Every good gift and every perfect boon is from above, coming down from the Father of lights.—Jam 1:17.

The Bible is full of truths which from their very obviousness are never realized: truths which to a religious mind are self-evident, incontrovertible, not susceptible of proof, lying so deep at the root of all our religious convictions that we never think of pausing to examine them; we take them for granted; they are our axioms of religion. But in taking them for granted, we also lose much; when they meet us in our reading or hearing of Scripture, they are apt to fall dead on our ear; we attach but a vague meaning to them; we never perhaps interpret them to ourselves. Our text is just such an axiom of religion. It is the case with this, as with all very comprehensive truths, that it is accepted readily enough as a general principle; but when it steps down from the region of general law to the sphere of particular application, we are startled to find how little we have hitherto understood, and how little we have really believed it.

I

The Gifts


“Every good gift and every perfect boon.”

1. Every good gift and every perfect boon. Some commentators draw a distinction between gift or giving and boon, as if the former referred to temporal gifts and the latter to spiritual gifts, but this is unnecessary. Such a distinction was probably not in the mind of the writer. He probably did not draw a hard and fast line between a good gift and a perfect boon, but meant the second term to continue and supplement the first. We may consider the gifts of God under the two headings “temporal” and “spiritual” gifts, but only because they form convenient divisions, not because we would make an arbitrary distinction between good gifts and perfect boons.

(1) Every temporal blessing, then, comes from God. All the good that comes to us in this life is a gift from above, and we may not consider any of God’s gifts as insignificant, whether our daily bread, or our rest at night, any hour of well-being, or week of blessed work, or enjoyment of all that is beautiful in nature and art, or the joys of home, the love of our family and the faithfulness of friends; in short, anything that is treasured by man as a happiness or a blessing.

(2) No one can read Holy Scripture without being struck by the variety of gifts which are bestowed by God.

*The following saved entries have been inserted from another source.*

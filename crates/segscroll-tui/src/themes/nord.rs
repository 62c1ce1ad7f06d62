//! Nord theme
//! https://www.nordtheme.com/

use ratatui::style::Color;
use crate::theme::Theme;

pub fn default() -> Theme {
    Theme {
        // Polar Night
        bg0: Color::Rgb(0x2e, 0x34, 0x40), // nord0
        bg1: Color::Rgb(0x3b, 0x42, 0x52), // nord1
        bg2: Color::Rgb(0x43, 0x4c, 0x5e), // nord2
        // Snow Storm
        fg0: Color::Rgb(0xec, 0xef, 0xf4), // nord6
        fg1: Color::Rgb(0xe5, 0xe9, 0xf0), // nord5
        grey0: Color::Rgb(0x4c, 0x56, 0x6a), // nord3
        grey1: Color::Rgb(0xd8, 0xde, 0xe9), // nord4
        header: Color::Rgb(0x3b, 0x42, 0x52),
        title: Color::Rgb(0xd8, 0xde, 0xe9),
        selected_title: Color::Rgb(0x88, 0xc0, 0xd0), // nord8
        indicator: Color::Rgb(0x8f, 0xbc, 0xbb),      // nord7
        selection: Color::Rgb(0x43, 0x4c, 0x5e),
        // Aurora
        error: Color::Rgb(0xbf, 0x61, 0x6a),
        success: Color::Rgb(0xa3, 0xbe, 0x8c),
        warning: Color::Rgb(0xd0, 0x87, 0x70),
        info: Color::Rgb(0x88, 0xc0, 0xd0),
        accent: Color::Rgb(0x81, 0xa1, 0xc1), // nord9
    }
}
use thiserror::Error;

#[derive(Error, Debug)]
pub enum Error {
    #[error("Configuration error: {0}")]
    Config(String),

    #[error("Invalid header geometry: {0}")]
    InvalidGeometry(String),

    #[error("IO error: {0}")]
    Io(#[from] std::io::Error),

    #[error("{0}")]
    Other(String),
}

pub type Result<T> = std::result::Result<T, Error>;
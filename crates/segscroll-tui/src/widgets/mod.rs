mod header;
mod help;
mod page;
mod segment_bar;
mod status_bar;

pub use header::HeaderWidget;
pub use help::HelpWidget;
pub use page::PageWidget;
pub use segment_bar::SegmentBarWidget;
pub use status_bar::StatusBarWidget;
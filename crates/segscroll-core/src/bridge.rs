//! One-way selection plumbing between the tab strip and the paging view.
//!
//! Taps travel tab strip → bridge → pager. Pages settled by a direct swipe
//! travel pager → bridge → tab strip. Neither path calls back into the side
//! it came from, so a selection can never bounce between the two.

use tracing::debug;

/// Content view that shows one child at a time
pub trait PageView {
    /// Show the child at `index`, sliding if `animated`
    fn move_to(&mut self, index: usize, animated: bool);
}

/// Row of segment labels with a selection indicator
pub trait TabStrip {
    /// Move the indicator to `index` without emitting a tap
    fn select(&mut self, index: usize);
}

/// Called with `(index, label)` once per confirmed selection
pub type SelectionListener = Box<dyn FnMut(usize, &str)>;

pub struct SelectionBridge {
    labels: Vec<String>,
    selected: usize,
    listener: Option<SelectionListener>,
}

impl Default for SelectionBridge {
    fn default() -> Self {
        Self::new()
    }
}

impl SelectionBridge {
    pub fn new() -> Self {
        Self {
            labels: Vec::new(),
            selected: 0,
            listener: None,
        }
    }

    pub fn with_labels<I, S>(labels: I) -> Self
    where
        I: IntoIterator<Item = S>,
        S: Into<String>,
    {
        Self {
            labels: labels.into_iter().map(Into::into).collect(),
            selected: 0,
            listener: None,
        }
    }

    pub fn push_label(&mut self, label: impl Into<String>) -> usize {
        self.labels.push(label.into());
        self.labels.len() - 1
    }

    /// Drop the label at `index`. The selection stays on the same label when
    /// it survives, otherwise it moves to the label that took its place.
    pub fn remove_label(&mut self, index: usize) -> Option<String> {
        if !self.contains(index) {
            return None;
        }
        let label = self.labels.remove(index);
        if self.selected > index {
            self.selected -= 1;
        }
        self.selected = self.selected.min(self.labels.len().saturating_sub(1));
        Some(label)
    }

    pub fn labels(&self) -> &[String] {
        &self.labels
    }

    pub fn len(&self) -> usize {
        self.labels.len()
    }

    pub fn is_empty(&self) -> bool {
        self.labels.is_empty()
    }

    pub fn contains(&self, index: usize) -> bool {
        index < self.labels.len()
    }

    pub fn selected(&self) -> usize {
        self.selected
    }

    /// Replace the selection listener
    pub fn set_listener<F>(&mut self, listener: F)
    where
        F: FnMut(usize, &str) + 'static,
    {
        self.listener = Some(Box::new(listener));
    }

    pub fn clear_listener(&mut self) {
        self.listener = None;
    }

    /// A tab was tapped. Pages to it and notifies the listener.
    ///
    /// Out-of-range indices are ignored and return `false`.
    pub fn on_tab_selected(&mut self, index: usize, pager: &mut dyn PageView) -> bool {
        if !self.contains(index) {
            debug!(index, count = self.labels.len(), "Tab index out of range, ignoring");
            return false;
        }

        self.selected = index;
        pager.move_to(index, true);
        self.notify(index);
        true
    }

    /// The pager settled on `index` after a swipe. Moves the tab indicator
    /// and notifies the listener, without paging again.
    ///
    /// Settling on the current selection is not a transition and does nothing.
    pub fn on_page_settled(&mut self, index: usize, strip: &mut dyn TabStrip) -> bool {
        if !self.contains(index) {
            debug!(index, count = self.labels.len(), "Settled page out of range, ignoring");
            return false;
        }
        if index == self.selected {
            return false;
        }

        self.selected = index;
        strip.select(index);
        self.notify(index);
        true
    }

    fn notify(&mut self, index: usize) {
        if let Some(listener) = self.listener.as_mut() {
            listener(index, &self.labels[index]);
        }
    }
}
use ratatui::{
    layout::Rect,
    style::Style,
    text::Line,
    widgets::{Block, Paragraph},
    Frame,
};

use crate::app::{App, ContentPane};
use crate::theme::Theme;

/// The page strip. At rest this is the selected pane; during a slide the
/// neighbouring pane shows through from the side it is coming from.
pub struct PageWidget;

impl PageWidget {
    pub fn render(frame: &mut Frame, area: Rect, app: &App) {
        frame.render_widget(Block::default().style(Style::default().bg(app.theme.bg0)), area);
        if area.width == 0 || area.height == 0 {
            return;
        }

        let position = app.pager().position();
        let first = position.floor().max(0.0) as usize;
        for index in [first, first + 1] {
            let Some(pane) = app.panes().get(index) else {
                continue;
            };
            let shift = ((index as f64 - position) * area.width as f64).round() as i32;
            if shift.unsigned_abs() >= area.width as u32 {
                continue;
            }
            render_pane(frame, area, shift, pane, &app.theme);
        }
    }
}

/// Draw `pane` shifted `shift` columns to the right of `area`
fn render_pane(frame: &mut Frame, area: Rect, shift: i32, pane: &ContentPane, theme: &Theme) {
    let (x, width, skip_columns) = if shift >= 0 {
        let shift = shift as u16;
        (area.x + shift, area.width - shift, 0)
    } else {
        let skip = shift.unsigned_abs() as u16;
        (area.x, area.width - skip, skip)
    };

    // A negative offset is the rubber band: blank rows above the content
    let offset = pane.offset().round();
    let (top_gap, skip_rows) = if offset < 0.0 {
        ((-offset) as u16, 0)
    } else {
        (0, offset as u16)
    };
    if top_gap >= area.height {
        return;
    }

    let target = Rect::new(x, area.y + top_gap, width, area.height - top_gap);
    let lines: Vec<Line> = pane
        .lines()
        .iter()
        .map(|line| Line::raw(line.as_str()))
        .collect();
    let paragraph = Paragraph::new(lines)
        .style(Style::default().fg(theme.fg0).bg(theme.bg0))
        .scroll((skip_rows, skip_columns));
    frame.render_widget(paragraph, target);
}
//! Horizontal paging between segment pages
//!
//! Slides the page strip from one segment to the next with the easing curve
//! from `[ui.paging]`. With smooth paging off the strip jumps.
//!
//! # Usage
//!
//! ```ignore
//! use segscroll_tui::paging::{PageAnimator, SlideOrigin};
//!
//! let mut animator = PageAnimator::new(config.ui.paging.clone());
//! animator.slide_to(2, SlideOrigin::Swipe);
//!
//! // In the main loop, advance the slide every frame
//! if let Some(finished) = animator.update() {
//!     // finished.index is the page the strip came to rest on
//! }
//! ```

mod animation;

pub use animation::{PageAnimator, SlideFinished, SlideOrigin};
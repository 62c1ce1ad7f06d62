use ratatui::{
    layout::{Alignment, Rect},
    style::{Modifier, Style},
    text::{Line, Span},
    widgets::{Block, Borders, Clear, Paragraph},
    Frame,
};
use segscroll_core::config::KeymapConfig;

use crate::theme::Theme;

/// Key help popup
pub struct HelpWidget;

impl HelpWidget {
    pub fn render(frame: &mut Frame, keymap: &KeymapConfig, theme: &Theme) {
        let entries = Self::entries(keymap);
        let area = frame.area();

        let popup_width = 46u16.min(area.width.saturating_sub(4));
        let popup_height = (entries.len() as u16 + 4).min(area.height.saturating_sub(2));
        let popup_area = centered_rect(popup_width, popup_height, area);

        frame.render_widget(Clear, popup_area);

        let block = Block::default()
            .title(" Keys ")
            .title_alignment(Alignment::Center)
            .borders(Borders::ALL)
            .border_style(Style::default().fg(theme.accent))
            .style(Style::default().bg(theme.bg1));

        let mut lines: Vec<Line> = entries
            .into_iter()
            .map(|(keys, description)| {
                Line::from(vec![
                    Span::styled(
                        format!(" {:<12}", keys),
                        Style::default()
                            .fg(theme.selected_title)
                            .add_modifier(Modifier::BOLD),
                    ),
                    Span::styled(description, Style::default().fg(theme.fg0)),
                ])
            })
            .collect();
        lines.push(Line::default());
        lines.push(
            Line::from(Span::styled(
                "press any key to close",
                Style::default().fg(theme.grey1),
            ))
            .alignment(Alignment::Center),
        );

        frame.render_widget(Paragraph::new(lines).block(block), popup_area);
    }

    fn entries(keymap: &KeymapConfig) -> Vec<(String, &'static str)> {
        vec![
            (format!("{} {}", keymap.scroll_down, keymap.scroll_up), "scroll page down / up"),
            (
                format!("{} {}", keymap.scroll_half_down, keymap.scroll_half_up),
                "half page down / up",
            ),
            (
                format!("{} {}", keymap.jump_to_top, keymap.jump_to_bottom),
                "top / bottom of page",
            ),
            (
                format!("{} {}", keymap.next_segment, keymap.prev_segment),
                "tap next / previous tab",
            ),
            (format!("{} {}", keymap.swipe_next, keymap.swipe_prev), "swipe next / previous"),
            ("1-9".to_string(), "tap tab by number"),
            (keymap.quit.clone(), "quit"),
        ]
    }
}

/// Helper function to create a centered rect
fn centered_rect(width: u16, height: u16, area: Rect) -> Rect {
    let x = area.x + (area.width.saturating_sub(width)) / 2;
    let y = area.y + (area.height.saturating_sub(height)) / 2;
    Rect::new(x, y, width, height)
}
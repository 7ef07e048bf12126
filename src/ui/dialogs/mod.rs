pub mod about;
pub mod prompt;

use fltk::{app, prelude::*, window::Window};

/// Run a dialog's event loop, automatically closing the dialog if the app
/// is quitting (e.g. user clicks X on the main window while a dialog is open).
pub fn run_dialog(dialog: &Window) {
    while dialog.shown() {
        app::wait();
        if app::should_program_quit() {
            let mut d = dialog.clone();
            d.hide();
        }
    }
}
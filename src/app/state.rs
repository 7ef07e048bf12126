use fltk::{
    app,
    app::Sender,
    dialog,
    enums::Font,
    prelude::*,
    text::TextEditor,
    window::Window,
};

use super::document::DocumentId;
use super::file_ops::{ensure_txt_extension, write_text_file};
use super::messages::Message;
use super::style_map::StyleMap;
use super::style_ops::{self, StyleFlag};
use super::tab_registry::TabRegistry;
use crate::ui::dialogs::about::show_about_dialog;
use crate::ui::dialogs::prompt::{prompt_font_size, prompt_string};
use crate::ui::file_dialogs::native_save_dialog;
use crate::ui::tab_bar::TabBar;

/// Shared starting font for new tabs. A no-selection font size change
/// mutates the size half of this via the style map.
pub const DEFAULT_FONT: Font = Font::Helvetica;
pub const DEFAULT_FONT_SIZE: i32 = 16;

pub struct AppState {
    pub registry: TabRegistry,
    pub style_map: StyleMap,
    pub tab_bar: TabBar,
    pub editor: TextEditor,
    pub window: Window,
}

impl AppState {
    pub fn new(
        editor: TextEditor,
        window: Window,
        tab_bar: TabBar,
        sender: Sender<Message>,
    ) -> Self {
        Self {
            registry: TabRegistry::new(Some(sender)),
            style_map: StyleMap::new(DEFAULT_FONT, DEFAULT_FONT_SIZE),
            tab_bar,
            editor,
            window,
        }
    }

    // --- Tab management ---

    /// Prompt for a title and create a tab. Cancelled or empty input
    /// creates nothing.
    pub fn tab_new(&mut self) {
        let title = match prompt_string("New Tab", "Enter tab title:", "") {
            Some(t) => t,
            None => return,
        };
        if let Some(id) = self.registry.create(&title) {
            log::debug!("created tab {:?} ({}), {} open", id, title, self.registry.count());
            self.bind_active_buffer();
            self.update_window_title();
            self.rebuild_tab_bar();
        }
    }

    /// Switch the shared editor to a different document.
    pub fn tab_switch(&mut self, id: DocumentId) {
        if self.registry.active_id() == Some(id) {
            return;
        }
        if let Some(current) = self.registry.active_doc_mut() {
            current.cursor_position = self.editor.insert_position();
        }
        self.registry.set_active(id);
        self.bind_active_buffer();
        if let Some(doc) = self.registry.active_doc() {
            let cursor = doc.cursor_position;
            self.editor.set_insert_position(cursor);
            self.editor.show_insert_position();
        }
        self.update_window_title();
        self.rebuild_tab_bar();
    }

    /// Prompt for a new title for the given tab. Cancelled or empty input
    /// retains the original title.
    pub fn tab_rename(&mut self, id: DocumentId) {
        let current = match self.registry.doc_by_id(id) {
            Some(doc) => doc.title.clone(),
            None => return,
        };
        if let Some(new_title) = prompt_string("Rename Tab", "Enter tab title:", &current) {
            if self.registry.rename(id, &new_title) {
                self.update_window_title();
                self.rebuild_tab_bar();
            }
        }
    }

    /// An edit landed in a document's buffer. Refresh the dirty indicators:
    /// the window title when the edit is in the active tab, and the tab bar
    /// dot either way.
    pub fn buffer_modified(&mut self, id: DocumentId) {
        if self.registry.active_id() == Some(id) {
            self.update_window_title();
        }
        self.rebuild_tab_bar();
    }

    // --- File operations ---

    /// Save to the stored path, or fall back to Save As when the tab has
    /// never been saved.
    pub fn file_save(&mut self) {
        let (file_path, text) = match self.registry.active_doc() {
            Some(doc) => (doc.file_path.clone(), doc.buffer.text()),
            None => return,
        };

        match file_path {
            Some(path) => match write_text_file(&path, &text) {
                Ok(()) => {
                    if let Some(doc) = self.registry.active_doc() {
                        doc.mark_clean();
                    }
                    self.update_window_title();
                    self.rebuild_tab_bar();
                }
                Err(e) => {
                    log::warn!("save to {} failed: {}", path, e);
                    dialog::alert_default(&format!("Could not save file: {}", e));
                }
            },
            None => self.file_save_as(),
        }
    }

    /// Prompt for a save location, then save. Cancelling the chooser leaves
    /// the tab untouched.
    pub fn file_save_as(&mut self) {
        let text = match self.registry.active_doc() {
            Some(doc) => doc.buffer.text(),
            None => return,
        };

        let path = match native_save_dialog() {
            Some(p) => ensure_txt_extension(&p),
            None => return,
        };

        match write_text_file(&path, &text) {
            Ok(()) => {
                if let Some(doc) = self.registry.active_doc_mut() {
                    doc.file_path = Some(path);
                    doc.mark_clean();
                }
                self.update_window_title();
                self.rebuild_tab_bar();
            }
            Err(e) => {
                log::warn!("save to {} failed: {}", path, e);
                dialog::alert_default(&format!("Could not save file: {}", e));
            }
        }
    }

    /// Handle a quit request. Returns `true` if the app should exit.
    pub fn request_quit(&mut self) -> bool {
        let any_dirty = self.registry.documents().iter().any(|d| d.is_dirty());
        if !any_dirty {
            return true;
        }
        matches!(
            dialog::choice2_default(
                "You have unsaved changes in one or more tabs.",
                "Quit Without Saving",
                "Cancel",
                "",
            ),
            Some(0)
        )
    }

    // --- Styling ---

    /// Toggle bold or underline across the current selection. Without a
    /// selection this is a silent no-op.
    pub fn toggle_style(&mut self, flag: StyleFlag) {
        let (start, end, letters) = match self.registry.active_doc() {
            Some(doc) => match doc.selection() {
                Some((start, end)) => (start as usize, end as usize, doc.style_buffer.text()),
                None => return,
            },
            None => return,
        };
        let rewritten = style_ops::toggle_flag(&letters, start, end, flag, &mut self.style_map);
        self.set_style_letters(rewritten);
    }

    /// Prompt for a font size. With a selection the size applies to exactly
    /// the selected range (later applications win on overlap); without one
    /// it becomes the shared default size for all unstyled text.
    pub fn change_font_size(&mut self) {
        let size = match prompt_font_size() {
            Some(s) => s,
            None => return,
        };

        let selection = self.registry.active_doc().and_then(|doc| doc.selection());
        match selection {
            Some((start, end)) => {
                let letters = match self.registry.active_doc() {
                    Some(doc) => doc.style_buffer.text(),
                    None => return,
                };
                let rewritten = style_ops::apply_size(
                    &letters,
                    start as usize,
                    end as usize,
                    size,
                    &mut self.style_map,
                );
                self.set_style_letters(rewritten);
            }
            None => {
                self.style_map.set_default_size(size);
                self.editor.set_text_size(size);
                self.refresh_highlight();
            }
        }
    }

    // --- Clipboard & selection ---

    /// Replace the clipboard contents with the whole buffer text, unstyled.
    pub fn copy_all(&mut self) {
        if let Some(doc) = self.registry.active_doc() {
            app::copy(&doc.buffer.text());
        }
    }

    pub fn select_all(&mut self) {
        if let Some(doc) = self.registry.active_doc() {
            let mut buffer = doc.buffer.clone();
            let len = buffer.length();
            buffer.select(0, len);
            self.editor.redraw();
        }
    }

    /// One undo step of the buffer's built-in edit history. Styling is not
    /// part of that history.
    pub fn undo(&mut self) {
        if self.registry.active_doc().is_some() {
            self.editor.undo();
        }
    }

    pub fn show_about(&self) {
        show_about_dialog();
    }

    // --- Widget glue ---

    /// Bind the active document's buffers to the shared editor.
    pub fn bind_active_buffer(&mut self) {
        if let Some(doc) = self.registry.active_doc() {
            self.editor.set_buffer(doc.buffer.clone());
            self.editor
                .set_highlight_data_ext(doc.style_buffer.clone(), self.style_map.style_table());
        }
    }

    /// Re-bind the active document's style buffer after the map or the
    /// letters changed.
    fn refresh_highlight(&mut self) {
        if let Some(doc) = self.registry.active_doc() {
            self.editor
                .set_highlight_data_ext(doc.style_buffer.clone(), self.style_map.style_table());
        }
        self.editor.redraw();
    }

    fn set_style_letters(&mut self, letters: String) {
        if let Some(doc) = self.registry.active_doc_mut() {
            doc.style_buffer.set_text(&letters);
        }
        self.refresh_highlight();
    }

    pub fn update_window_title(&mut self) {
        match self.registry.active_doc() {
            Some(doc) => {
                let prefix = if doc.is_dirty() { "*" } else { "" };
                self.window
                    .set_label(&format!("{}{} - TabPad", prefix, doc.title));
            }
            None => self.window.set_label("TabPad"),
        }
    }

    pub fn rebuild_tab_bar(&mut self) {
        let active_id = self.registry.active_id();
        self.tab_bar.rebuild(self.registry.documents(), active_id);
    }
}
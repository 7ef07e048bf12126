use fltk::{
    button::Button,
    enums::{Color, Font},
    frame::Frame,
    group::Flex,
    prelude::*,
    window::Window,
};

use super::run_dialog;

/// Show About dialog
pub fn show_about_dialog() {
    let version = env!("CARGO_PKG_VERSION");
    let mut dialog = Window::default()
        .with_size(360, 240)
        .with_label("About TabPad")
        .center_screen();
    dialog.make_modal(true);

    let mut flex = Flex::new(10, 10, 340, 220, None);
    flex.set_type(fltk::group::FlexType::Column);
    flex.set_spacing(10);

    let mut title = Frame::default();
    title.set_label("TabPad");
    title.set_label_size(24);
    title.set_label_font(Font::HelveticaBold);
    flex.fixed(&title, 40);

    let mut version_frame = Frame::default();
    version_frame.set_label(&format!("Version {}", version));
    version_frame.set_label_size(14);
    flex.fixed(&version_frame, 25);

    let mut desc_frame = Frame::default();
    desc_frame.set_label("A minimal multi-tab notepad");
    desc_frame.set_label_size(12);
    desc_frame.set_label_color(Color::from_rgb(100, 100, 100));
    flex.fixed(&desc_frame, 25);

    let mut info_frame = Frame::default();
    info_frame.set_label("By the TabPad Contributors\nBuilt with Rust and FLTK");
    info_frame.set_label_size(12);
    info_frame.set_align(fltk::enums::Align::Center | fltk::enums::Align::Inside);
    flex.fixed(&info_frame, 60);

    let mut close_btn = Button::default().with_label("Close");
    flex.fixed(&close_btn, 35);

    flex.end();
    dialog.end();

    let mut dialog_close = dialog.clone();
    close_btn.set_callback(move |_| {
        dialog_close.hide();
    });

    dialog.show();
    run_dialog(&dialog);
}
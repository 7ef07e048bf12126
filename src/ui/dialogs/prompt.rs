use std::cell::RefCell;
use std::rc::Rc;

use fltk::{
    button::Button,
    dialog,
    enums::CallbackTrigger,
    frame::Frame,
    input::{Input, IntInput},
    prelude::*,
    window::Window,
};

use super::run_dialog;

/// Modal string prompt. Returns the entered text on OK (possibly empty,
/// callers treat empty as cancellation) or None when dismissed.
pub fn prompt_string(title: &str, label: &str, initial: &str) -> Option<String> {
    let mut dialog_win = Window::default()
        .with_size(280, 120)
        .with_label(title)
        .center_screen();
    dialog_win.make_modal(true);

    Frame::default()
        .with_pos(20, 15)
        .with_size(240, 25)
        .with_label(label);
    let mut input = Input::default().with_pos(20, 45).with_size(240, 28);
    input.set_value(initial);

    let mut ok_btn = Button::default()
        .with_pos(60, 82)
        .with_size(75, 28)
        .with_label("OK");
    let mut cancel_btn = Button::default()
        .with_pos(145, 82)
        .with_size(75, 28)
        .with_label("Cancel");

    dialog_win.end();
    dialog_win.make_resizable(false);
    dialog_win.show();

    let result: Rc<RefCell<Option<String>>> = Rc::new(RefCell::new(None));

    let result_ok = result.clone();
    let input_ok = input.clone();
    let dialog_ok = dialog_win.clone();
    ok_btn.set_callback(move |_| {
        *result_ok.borrow_mut() = Some(input_ok.value());
        dialog_ok.clone().hide();
    });

    // Enter key on input triggers OK
    let mut ok_btn2 = ok_btn.clone();
    input.set_trigger(CallbackTrigger::EnterKey);
    input.set_callback(move |_| {
        ok_btn2.do_callback();
    });

    let dialog_close = dialog_win.clone();
    cancel_btn.set_callback(move |_| {
        dialog_close.clone().hide();
    });

    let dialog_x = dialog_win.clone();
    dialog_win.set_callback(move |_| {
        dialog_x.clone().hide();
    });

    run_dialog(&dialog_win);

    let value = result.borrow_mut().take();
    value
}

/// Modal integer prompt for a font size. Invalid input keeps the dialog
/// open; cancelling returns None.
pub fn prompt_font_size() -> Option<i32> {
    let mut dialog_win = Window::default()
        .with_size(280, 120)
        .with_label("Font Size")
        .center_screen();
    dialog_win.make_modal(true);

    Frame::default()
        .with_pos(20, 15)
        .with_size(240, 25)
        .with_label("Enter new font size:");
    let mut size_input = IntInput::default().with_pos(20, 45).with_size(240, 28);

    let mut ok_btn = Button::default()
        .with_pos(60, 82)
        .with_size(75, 28)
        .with_label("OK");
    let mut cancel_btn = Button::default()
        .with_pos(145, 82)
        .with_size(75, 28)
        .with_label("Cancel");

    dialog_win.end();
    dialog_win.make_resizable(false);
    dialog_win.show();

    let result: Rc<RefCell<Option<i32>>> = Rc::new(RefCell::new(None));

    let result_ok = result.clone();
    let size_input_ok = size_input.clone();
    let dialog_ok = dialog_win.clone();
    ok_btn.set_callback(move |_| {
        match size_input_ok.value().trim().parse::<i32>() {
            Ok(size) if size > 0 => {
                *result_ok.borrow_mut() = Some(size);
                dialog_ok.clone().hide();
            }
            _ => dialog::message_default("Please enter a valid font size"),
        }
    });

    let mut ok_btn2 = ok_btn.clone();
    size_input.set_trigger(CallbackTrigger::EnterKey);
    size_input.set_callback(move |_| {
        ok_btn2.do_callback();
    });

    let dialog_close = dialog_win.clone();
    cancel_btn.set_callback(move |_| {
        dialog_close.clone().hide();
    });

    let dialog_x = dialog_win.clone();
    dialog_win.set_callback(move |_| {
        dialog_x.clone().hide();
    });

    run_dialog(&dialog_win);

    let value = result.borrow_mut().take();
    value
}
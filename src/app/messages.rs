use super::document::DocumentId;

/// All messages that can be sent through the FLTK channel.
/// Each menu item, toolbar button, shortcut and tab bar interaction sends
/// one of these; the dispatch loop in main handles them.
#[derive(Debug, Clone, Copy)]
pub enum Message {
    // Tabs
    TabNew,
    TabSwitch(DocumentId),
    TabRename(DocumentId),

    // File
    FileSave,
    FileSaveAs,
    FileQuit,

    // Edit
    EditUndo,
    SelectAll,
    CopyAll,

    // Format
    ToggleBold,
    ToggleUnderline,
    ChangeFontSize,

    // Help
    ShowAbout,

    // Sent by the buffer modify callback so the dirty indicators refresh
    // while the user types
    BufferModified(DocumentId),
}
use fltk::{
    app::Sender,
    enums::Shortcut,
    menu::{MenuBar, MenuFlag},
    prelude::*,
};

use crate::app::messages::Message;

pub fn build_menu(menu: &mut MenuBar, sender: &Sender<Message>) {
    let s = sender;

    // File
    menu.add("File/Add Tab", Shortcut::Ctrl | 't', MenuFlag::Normal, { let s = *s; move |_| s.send(Message::TabNew) });
    menu.add("File/Save Tab", Shortcut::Ctrl | 's', MenuFlag::Normal, { let s = *s; move |_| s.send(Message::FileSave) });
    menu.add("File/Save Tab As...", Shortcut::Ctrl | Shortcut::Shift | 's', MenuFlag::Normal, { let s = *s; move |_| s.send(Message::FileSaveAs) });
    menu.add("File/Quit", Shortcut::Ctrl | 'q', MenuFlag::Normal, { let s = *s; move |_| s.send(Message::FileQuit) });

    // Edit
    menu.add("Edit/Undo", Shortcut::Ctrl | 'z', MenuFlag::Normal, { let s = *s; move |_| s.send(Message::EditUndo) });
    menu.add("Edit/Select All", Shortcut::Ctrl | 'a', MenuFlag::Normal, { let s = *s; move |_| s.send(Message::SelectAll) });
    menu.add("Edit/Copy All", Shortcut::None, MenuFlag::Normal, { let s = *s; move |_| s.send(Message::CopyAll) });

    // Format
    menu.add("Format/Bold", Shortcut::Ctrl | 'b', MenuFlag::Normal, { let s = *s; move |_| s.send(Message::ToggleBold) });
    menu.add("Format/Underline", Shortcut::Ctrl | 'u', MenuFlag::Normal, { let s = *s; move |_| s.send(Message::ToggleUnderline) });
    menu.add("Format/Font Size...", Shortcut::None, MenuFlag::Normal, { let s = *s; move |_| s.send(Message::ChangeFontSize) });

    // Help
    menu.add("Help/About TabPad", Shortcut::None, MenuFlag::Normal, { let s = *s; move |_| s.send(Message::ShowAbout) });
}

It was He who breathed into man’s nostrils the breath of life, so that man became a living soul. Wherever we see life—life in the plant, or in the bird that sings to us, or in the little child that is playing in our nurseries—there we see the handiwork of God. He makes men able to seek out curious inventions, and gives us also what is beautiful and wonderful in art. We are told that it was the direct inspiration of God that wrought in the artisans of tabernacle and temple, and made them cunning architects to build houses for God, fragrant with cedar, and beautiful with colour, and bright with ornaments of gold. And that same Spirit who gives us our treasures of art gives also what is beautiful in action. It was He who inspired in David his courage, and who gave to Samson his strength, and filled Gideon with his spirit of patriotism, and gave to Solomon his understanding heart. There are diversities of gifts. To some men God gives the ability to work miracles of healing; to others He gives the power of great inventiveness; to others skill to discover and interpret the secrets of nature; to others eloquence; to others perhaps the best gift of all, the pure and simple heart. But in all these worketh the self-same Spirit of God, dividing to every man severally as He will.

(3) God does not give us only temporal gifts. Man does not live by bread alone, or by art or science, or the culture of his mind, or the successful use of his talents. He does not live either by the happiness of his home, or by honour in the sight of other men. He lives also by the spiritual graces of God.

There is the gift of His Holy Spirit to those who earnestly desire and ask for it, to illumine our minds, to sanctify our hearts, to purify our sinful nature, to work in us Christian graces of disposition. There is the gift of His Holy Word to be the light to our feet, and the lamp to our path—“the engrafted word, which is able to save our souls.” There is the gift of regeneration in the waters of Baptism, developed by after gifts of the Spirit into that renewal of our nature by which we become dead unto sin and new creatures in Christ Jesus. Shall we not add the blessing of a changed, converted heart; of an awakened, serious mind; of a tender, sensitive conscience? There is the privilege of access to God through Christ in prayer; the blessing of answered prayer. There is the gift of spiritual strength by which we are enabled to resist temptation; of faith by which we overcome the world; of all those various graces which adorn the soul and are the varied developments of God’s Spirit.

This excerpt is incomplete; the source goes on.